South Carolina's highest court on Monday invalidated the Town of James Island's attempt to incorporate into its own municipality, ruling that areas trying to incorporate can't use a public road to connect properties.
The ruling handed down by the state Supreme Court is the third time the justices have thrown out James Island's attempts to incorporate. The island on the edge of Charleston Harbor is a collection of subdivisions, shops and strip malls and home to about 20,000 people in unincorporated areas of Charleston County that fall within proposed town limits. Other areas on the island have been annexed into Charleston.

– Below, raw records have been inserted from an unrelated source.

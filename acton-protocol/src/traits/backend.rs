/*
 * Copyright (c) 2024. Govcraft
 *
 * Licensed under either of
 *   * Apache License, Version 2.0 (the "License");
 *     you may not use this file except in compliance with the License.
 *     You may obtain a copy of the License at http://www.apache.org/licenses/LICENSE-2.0
 *   * MIT license: http://opensource.org/licenses/MIT
 *
 * Unless required by applicable law or agreed to in writing, software
 * distributed under the License is distributed on an "AS IS" BASIS,
 * WITHOUT WARRANTIES OR CONDITIONS OF ANY KIND, either express or implied.
 * See the applicable License for the specific language governing permissions and
 * limitations under that License.
 */

use std::fmt::Debug;

use crate::ir::{ClassIr, LoweredProtocol};

/// Renders lowered classes into target text.
///
/// Implementations must be pure functions of the IR: equal classes render to
/// byte-identical text, so unchanged output files can be left untouched.
pub trait Backend: Debug {
    /// Renders one class.
    fn render(&self, class: &ClassIr) -> String;

    /// Renders both classes of a protocol, parent first.
    fn render_protocol(&self, protocol: &LoweredProtocol) -> String {
        protocol
            .classes
            .iter()
            .map(|class| self.render(class))
            .collect::<Vec<_>>()
            .join("\n")
    }
}

/// Renders classes as the canonical IR dump.
#[derive(Debug, Clone, Copy, Default)]
pub struct IrDump;

impl Backend for IrDump {
    fn render(&self, class: &ClassIr) -> String {
        class.to_string()
    }

    fn render_protocol(&self, protocol: &LoweredProtocol) -> String {
        protocol.to_string()
    }
}
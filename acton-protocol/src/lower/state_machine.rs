/*
 * Copyright (c) 2024. Govcraft
 *
 * Licensed under either of
 *   * Apache License, Version 2.0 (the "License");
 *     you may not use this file except in compliance with the License.
 *     You may obtain a copy of the License at http://www.apache.org/licenses/LICENSE-2.0
 *   * MIT license: http://opensource.org/licenses/MIT
 *
 * Unless required by applicable law or agreed to in writing, software
 * distributed under the License is distributed on an "AS IS" BASIS,
 * WITHOUT WARRANTIES OR CONDITIONS OF ANY KIND, either express or implied.
 * See the applicable License for the specific language governing permissions and
 * limitations under that License.
 */

//! State enumeration, per-role transition tables and stub guards.
//!
//! Declared transitions are written from the parent's point of view. The child
//! table is the same relation with every trigger mirrored, so a parent `send`
//! and the child `recv` of the same message move both ends along the same edge.

use crate::ast::{Protocol, Trigger};
use crate::common::NamingConfig;
use crate::ir::{GuardEdge, GuardIr, MethodIr, Role, StateEnumIr, TransitionIr};
use crate::lower::LowerError;

/// Enumerates the states of `protocol`: declared ones (or the single implicit
/// state of a stateless protocol), then the dead and error states.
pub(crate) fn build_states(
    protocol: &Protocol,
    naming: &NamingConfig,
) -> Result<StateEnumIr, LowerError> {
    let name = || protocol.qualified_name().to_string();
    let implicit = [
        &naming.stateless_state,
        &naming.dead_state,
        &naming.error_state,
    ];

    let (mut states, start) = if protocol.is_stateless() {
        (
            vec![naming.stateless_state.clone()],
            naming.stateless_state.clone(),
        )
    } else {
        let start = protocol
            .start_state()
            .ok_or_else(|| LowerError::MissingStartState { protocol: name() })?;
        let mut states: Vec<String> = Vec::new();
        for state in protocol.states() {
            if implicit.contains(&&state.name) {
                return Err(LowerError::StateClash {
                    protocol: name(),
                    state: state.name.clone(),
                });
            }
            if states.contains(&state.name) {
                return Err(LowerError::DuplicateState {
                    protocol: name(),
                    state: state.name.clone(),
                });
            }
            states.push(state.name.clone());
        }
        (states, start.name.clone())
    };
    states.push(naming.dead_state.clone());
    states.push(naming.error_state.clone());

    Ok(StateEnumIr::new(
        states,
        start,
        naming.dead_state.clone(),
        naming.error_state.clone(),
    ))
}

/// The declared transitions of a stateful protocol, validated against `states`.
pub(crate) fn declared_table(
    protocol: &Protocol,
    states: &StateEnumIr,
) -> Result<Vec<TransitionIr>, LowerError> {
    let name = || protocol.qualified_name().to_string();
    let mut table = Vec::new();
    for (from, t) in protocol.transitions() {
        if !states.contains(&t.to_state.name) || states.is_terminal(&t.to_state.name) {
            return Err(LowerError::UndeclaredState {
                protocol: name(),
                state: t.to_state.name.clone(),
            });
        }
        if protocol.message(&t.message).is_none() {
            return Err(LowerError::UndeclaredMessage {
                protocol: name(),
                message: t.message.clone(),
            });
        }
        table.push(TransitionIr::new(
            from.name.clone(),
            t.trigger,
            t.message.clone(),
            t.to_state.name.clone(),
        ));
    }
    Ok(table)
}

/// The table `role` sees, given the parent-view table.
pub(crate) fn role_table(parent_view: &[TransitionIr], role: Role) -> Vec<TransitionIr> {
    match role {
        Role::Parent => parent_view.to_vec(),
        Role::Child => parent_view
            .iter()
            .map(|t| TransitionIr::new(t.from.clone(), t.trigger.mirror(), t.message.clone(), t.to.clone()))
            .collect(),
    }
}

/// A stateless protocol allows every stub from its single state, staying there.
pub(crate) fn stateless_table(start: &str, stubs: &[MethodIr]) -> Vec<TransitionIr> {
    stubs
        .iter()
        .filter_map(|stub| Some((stub.trigger()?, stub.message.as_deref()?)))
        .map(|(trigger, message)| {
            TransitionIr::new(start.to_string(), trigger, message.to_string(), start.to_string())
        })
        .collect()
}

/// The guard of the stub firing `(trigger, message)`.
pub(crate) fn guard_for(table: &[TransitionIr], trigger: Trigger, message: &str) -> GuardIr {
    let edges = table
        .iter()
        .filter(|t| t.trigger == trigger && t.message == message)
        .map(|t| GuardEdge::new(t.from.clone(), t.to.clone()))
        .collect();
    GuardIr::new(trigger, message.to_string(), edges)
}
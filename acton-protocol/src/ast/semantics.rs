/*
 * Copyright (c) 2024. Govcraft
 *
 * Licensed under either of
 *   * Apache License, Version 2.0 (the "License");
 *     you may not use this file except in compliance with the License.
 *     You may obtain a copy of the License at http://www.apache.org/licenses/LICENSE-2.0
 *   * MIT license: http://opensource.org/licenses/MIT
 *
 * Unless required by applicable law or agreed to in writing, software
 * distributed under the License is distributed on an "AS IS" BASIS,
 * WITHOUT WARRANTIES OR CONDITIONS OF ANY KIND, either express or implied.
 * See the applicable License for the specific language governing permissions and
 * limitations under that License.
 */

//! Send semantics, message directions and transition triggers.
//!
//! These are plain enumerations with pure derivation functions. Directions are
//! always expressed from the parent role's point of view: an `out` message
//! travels parent → child, an `in` message travels child → parent.

use std::fmt;

use serde::{Deserialize, Serialize};

/// How a message is delivered and whether the sender waits for a reply.
#[derive(Debug, Clone, Copy, PartialEq, Eq, Hash, Default, Serialize, Deserialize)]
#[serde(rename_all = "lowercase")]
pub enum SendSemantics {
    /// Fire-and-forget; FIFO per channel, the sender never blocks.
    #[default]
    Async,
    /// The sender blocks until the callee replies.
    Sync,
    /// Reentrant call: the caller blocks but can still answer nested calls from its peer.
    Rpc,
}

impl SendSemantics {
    /// Returns `true` when the exchange carries a reply (`sync` and `rpc`).
    #[must_use]
    pub const fn has_reply(self) -> bool {
        matches!(self, Self::Sync | Self::Rpc)
    }

    /// Returns `true` when the sender is suspended until the reply arrives.
    #[must_use]
    pub const fn is_blocking(self) -> bool {
        self.has_reply()
    }

    /// Returns `true` when nested calls are accepted while the caller is blocked.
    #[must_use]
    pub const fn is_reentrant(self) -> bool {
        matches!(self, Self::Rpc)
    }

    /// The keyword used in protocol source.
    #[must_use]
    pub const fn keyword(self) -> &'static str {
        match self {
            Self::Async => "async",
            Self::Sync => "sync",
            Self::Rpc => "rpc",
        }
    }

    /// The trigger an actor fires when it issues a message with these semantics.
    #[must_use]
    pub const fn outbound_trigger(self) -> Trigger {
        match self {
            Self::Rpc => Trigger::Call,
            Self::Async | Self::Sync => Trigger::Send,
        }
    }

    /// The trigger an actor fires when it accepts a message with these semantics.
    #[must_use]
    pub const fn inbound_trigger(self) -> Trigger {
        match self {
            Self::Rpc => Trigger::Answer,
            Self::Async | Self::Sync => Trigger::Recv,
        }
    }
}

impl fmt::Display for SendSemantics {
    fn fmt(&self, f: &mut fmt::Formatter<'_>) -> fmt::Result {
        f.write_str(self.keyword())
    }
}

/// Which way a message travels, seen from the parent role.
#[derive(Debug, Clone, Copy, PartialEq, Eq, Hash, Serialize, Deserialize)]
#[serde(rename_all = "lowercase")]
pub enum Direction {
    /// Child → parent.
    In,
    /// Parent → child.
    Out,
    /// Either side may send it.
    InOut,
}

impl Direction {
    /// The keyword used in protocol source.
    #[must_use]
    pub const fn keyword(self) -> &'static str {
        match self {
            Self::In => "in",
            Self::Out => "out",
            Self::InOut => "inout",
        }
    }

    /// Returns `true` if a message declared with this direction may travel `flow`.
    ///
    /// `flow` is a concrete direction (`In` or `Out`); `InOut` permits both.
    #[must_use]
    pub const fn permits(self, flow: Direction) -> bool {
        match (self, flow) {
            (Self::InOut, _) => true,
            (Self::In, Self::In) | (Self::Out, Self::Out) => true,
            _ => false,
        }
    }

    /// The stub family generated for this direction and semantics.
    ///
    /// `inout` has no single family; it yields both the `in` and the `out` one.
    #[must_use]
    pub const fn stub_family(self, semantics: SendSemantics) -> Option<&'static str> {
        match (self, semantics) {
            (Self::In, SendSemantics::Async) => Some("AsyncRecv"),
            (Self::In, SendSemantics::Sync) => Some("SyncRecv"),
            (Self::In, SendSemantics::Rpc) => Some("RpcAnswer"),
            (Self::Out, SendSemantics::Async) => Some("AsyncSend"),
            (Self::Out, SendSemantics::Sync) => Some("SyncSend"),
            (Self::Out, SendSemantics::Rpc) => Some("RpcCall"),
            (Self::InOut, _) => None,
        }
    }
}

impl fmt::Display for Direction {
    fn fmt(&self, f: &mut fmt::Formatter<'_>) -> fmt::Result {
        f.write_str(self.keyword())
    }
}

/// The event that fires a state transition.
#[derive(Debug, Clone, Copy, PartialEq, Eq, Hash, PartialOrd, Ord, Serialize, Deserialize)]
#[serde(rename_all = "lowercase")]
pub enum Trigger {
    /// Issue an async or sync message.
    Send,
    /// Accept an async or sync message.
    Recv,
    /// Issue an rpc call.
    Call,
    /// Accept (and answer) an rpc call.
    Answer,
}

impl Trigger {
    /// All triggers in declaration order.
    pub const ALL: [Trigger; 4] = [Self::Send, Self::Recv, Self::Call, Self::Answer];

    /// `send`/`call` are outbound, `recv`/`answer` inbound.
    #[must_use]
    pub const fn direction(self) -> Direction {
        match self {
            Self::Send | Self::Call => Direction::Out,
            Self::Recv | Self::Answer => Direction::In,
        }
    }

    /// The trigger the peer fires for the same exchange.
    #[must_use]
    pub const fn mirror(self) -> Self {
        match self {
            Self::Send => Self::Recv,
            Self::Recv => Self::Send,
            Self::Call => Self::Answer,
            Self::Answer => Self::Call,
        }
    }

    /// Returns `true` for the rpc triggers.
    #[must_use]
    pub const fn is_rpc(self) -> bool {
        matches!(self, Self::Call | Self::Answer)
    }

    /// Returns `true` if this trigger may fire a message with `semantics`.
    #[must_use]
    pub const fn accepts(self, semantics: SendSemantics) -> bool {
        self.is_rpc() == semantics.is_reentrant()
    }

    /// The keyword used in protocol source.
    #[must_use]
    pub const fn keyword(self) -> &'static str {
        match self {
            Self::Send => "send",
            Self::Recv => "recv",
            Self::Call => "call",
            Self::Answer => "answer",
        }
    }

    /// Parses a trigger keyword.
    #[must_use]
    pub fn from_keyword(keyword: &str) -> Option<Self> {
        Self::ALL.into_iter().find(|t| t.keyword() == keyword)
    }
}

impl fmt::Display for Trigger {
    fn fmt(&self, f: &mut fmt::Formatter<'_>) -> fmt::Result {
        f.write_str(self.keyword())
    }
}
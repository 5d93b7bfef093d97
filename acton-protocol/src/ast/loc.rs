/*
 * Copyright (c) 2024. Govcraft
 *
 * Licensed under either of
 *   * Apache License, Version 2.0 (the "License");
 *     you may not use this file except in compliance with the License.
 *     You may obtain a copy of the License at http://www.apache.org/licenses/LICENSE-2.0
 *   * MIT license: http://opensource.org/licenses/MIT
 *
 * Unless required by applicable law or agreed to in writing, software
 * distributed under the License is distributed on an "AS IS" BASIS,
 * WITHOUT WARRANTIES OR CONDITIONS OF ANY KIND, either express or implied.
 * See the applicable License for the specific language governing permissions and
 * limitations under that License.
 */

use std::fmt;

use serde::{Deserialize, Serialize};

/// File name used by [`Loc::none`] for nodes without a known origin.
const UNKNOWN_FILE: &str = "<??>";

/// Source location of a node: the file it was parsed from and the line it starts on.
///
/// Every diagnostic produced by the checker cites a `Loc`, so the front-end is
/// expected to fill it in for every node it builds.
#[derive(Debug, Clone, PartialEq, Eq, Hash, Serialize, Deserialize)]
pub struct Loc {
    /// The file the node was read from.
    pub file: String,
    /// One-based line number; `0` when unknown.
    pub line: u32,
}

impl Loc {
    /// Creates a location in `file` at `line`.
    pub fn new(file: impl Into<String>, line: u32) -> Self {
        Self {
            file: file.into(),
            line,
        }
    }

    /// The placeholder location (`<??>:0`) for synthesized nodes.
    pub fn none() -> Self {
        Self::new(UNKNOWN_FILE, 0)
    }

    /// Returns `true` for the placeholder location.
    pub fn is_none(&self) -> bool {
        self.line == 0 && self.file == UNKNOWN_FILE
    }
}

impl Default for Loc {
    fn default() -> Self {
        Self::none()
    }
}

impl fmt::Display for Loc {
    fn fmt(&self, f: &mut fmt::Formatter<'_>) -> fmt::Result {
        write!(f, "{}:{}", self.file, self.line)
    }
}
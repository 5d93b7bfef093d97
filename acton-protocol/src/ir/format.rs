/*
 * Copyright (c) 2024. Govcraft
 *
 * Licensed under either of
 *   * Apache License, Version 2.0 (the "License");
 *     you may not use this file except in compliance with the License.
 *     You may obtain a copy of the License at http://www.apache.org/licenses/LICENSE-2.0
 *   * MIT license: http://opensource.org/licenses/MIT
 *
 * Unless required by applicable law or agreed to in writing, software
 * distributed under the License is distributed on an "AS IS" BASIS,
 * WITHOUT WARRANTIES OR CONDITIONS OF ANY KIND, either express or implied.
 * See the applicable License for the specific language governing permissions and
 * limitations under that License.
 */

//! Canonical text dump of the IR.
//!
//! The dump is a pure function of the IR value, one item per line, so equal IR
//! always renders to identical text.

use std::fmt::{self, Display, Formatter};

use crate::ir::{ClassIr, FieldIr, FieldKind, LoweredProtocol, MethodIr, ParamIr, TypeIr};

impl Display for TypeIr {
    fn fmt(&self, f: &mut Formatter<'_>) -> fmt::Result {
        match self {
            TypeIr::Native(name) | TypeIr::Class(name) => write!(f, "{name}"),
            TypeIr::Actor { class, state } => write!(f, "{class}:{state}"),
        }
    }
}

impl Display for ParamIr {
    fn fmt(&self, f: &mut Formatter<'_>) -> fmt::Result {
        write!(f, "{} {}", self.ty, self.name)
    }
}

fn write_params(f: &mut Formatter<'_>, params: &[ParamIr]) -> fmt::Result {
    write!(f, "(")?;
    for (i, param) in params.iter().enumerate() {
        if i > 0 {
            write!(f, ", ")?;
        }
        write!(f, "{param}")?;
    }
    write!(f, ")")
}

impl Display for FieldIr {
    fn fmt(&self, f: &mut Formatter<'_>) -> fmt::Result {
        let kind = match self.kind {
            FieldKind::CurrentState => "current-state",
            FieldKind::ManagerRef => "manager-ref",
            FieldKind::ManagedActors => "managed-actors",
        };
        let ownership = if self.owning { "owning" } else { "non-owning" };
        write!(f, "field {}: {} [{kind}, {ownership}]", self.name, self.ty)?;
        if let Some(init) = &self.init {
            write!(f, " = {init}")?;
        }
        Ok(())
    }
}

impl Display for MethodIr {
    fn fmt(&self, f: &mut Formatter<'_>) -> fmt::Result {
        let linkage = if self.is_virtual { "virtual" } else { "concrete" };
        write!(f, "method {} [{linkage}", self.name)?;
        if let Some(semantics) = self.semantics {
            write!(f, ", {semantics}")?;
        }
        if self.blocking {
            write!(f, ", blocking")?;
        }
        if self.reentrant {
            write!(f, ", reentrant")?;
        }
        if let Some(id) = self.id {
            write!(f, ", id={id}")?;
        }
        if let Some(reply) = self.reply_id {
            write!(f, ", reply={reply}")?;
        }
        if let Some(managed) = &self.managed {
            write!(f, ", manages={managed}")?;
        }
        write!(f, "] ")?;
        write_params(f, &self.params)?;
        write!(f, " -> ")?;
        write_params(f, &self.returns)?;
        if let Some(guard) = &self.guard {
            write!(f, " guard {} {} {{", guard.trigger, guard.message)?;
            for (i, edge) in guard.edges.iter().enumerate() {
                if i > 0 {
                    write!(f, ",")?;
                }
                write!(f, " {} -> {}", edge.from, edge.to)?;
            }
            write!(f, " }}")?;
        }
        Ok(())
    }
}

impl Display for ClassIr {
    fn fmt(&self, f: &mut Formatter<'_>) -> fmt::Result {
        writeln!(
            f,
            "class {} (protocol {}, role {})",
            self.qualified_name(),
            self.protocol,
            self.role
        )?;
        write!(f, "  states")?;
        for state in &self.states.states {
            let marker = if *state == self.states.start { "*" } else { "" };
            write!(f, " {state}{marker}")?;
        }
        writeln!(f)?;
        for field in &self.fields {
            writeln!(f, "  {field}")?;
        }
        for t in &self.transitions {
            writeln!(f, "  transition {} {} {} -> {}", t.from, t.trigger, t.message, t.to)?;
        }
        for method in &self.methods {
            writeln!(f, "  {method}")?;
        }
        Ok(())
    }
}

impl Display for LoweredProtocol {
    fn fmt(&self, f: &mut Formatter<'_>) -> fmt::Result {
        writeln!(f, "protocol {} ({})", self.protocol, self.file)?;
        for (name, ids) in self.message_ids.iter() {
            match ids.reply {
                Some(reply) => writeln!(f, "  message {name} id={} reply={reply}", ids.id)?,
                None => writeln!(f, "  message {name} id={}", ids.id)?,
            }
        }
        for class in &self.classes {
            write!(f, "{class}")?;
        }
        Ok(())
    }
}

In challenging a 2006 incorporation vote, the city of Charleston argued that state law allowing the town to use county, state and federal land to connect otherwise unconnected properties is unconstitutional. Longtime Charleston Mayor Joe Riley has said that public policy favors not duplicating services and large sections of the island are already in the Charleston limits.
On Monday the justices agreed with Charleston officials, ruling that, while the law isn't necessarily unconstitutional, it still wasn't proper for an area trying to incorporate to amass properties by connecting them with publicly owned land.
"The mere fact that a law may be irrational does not automatically make it unconstitutional," the court wrote. "The thrust of property being publicly owned is that it be for the benefit of the public, which is not dictated solely by who owns the underlying earth."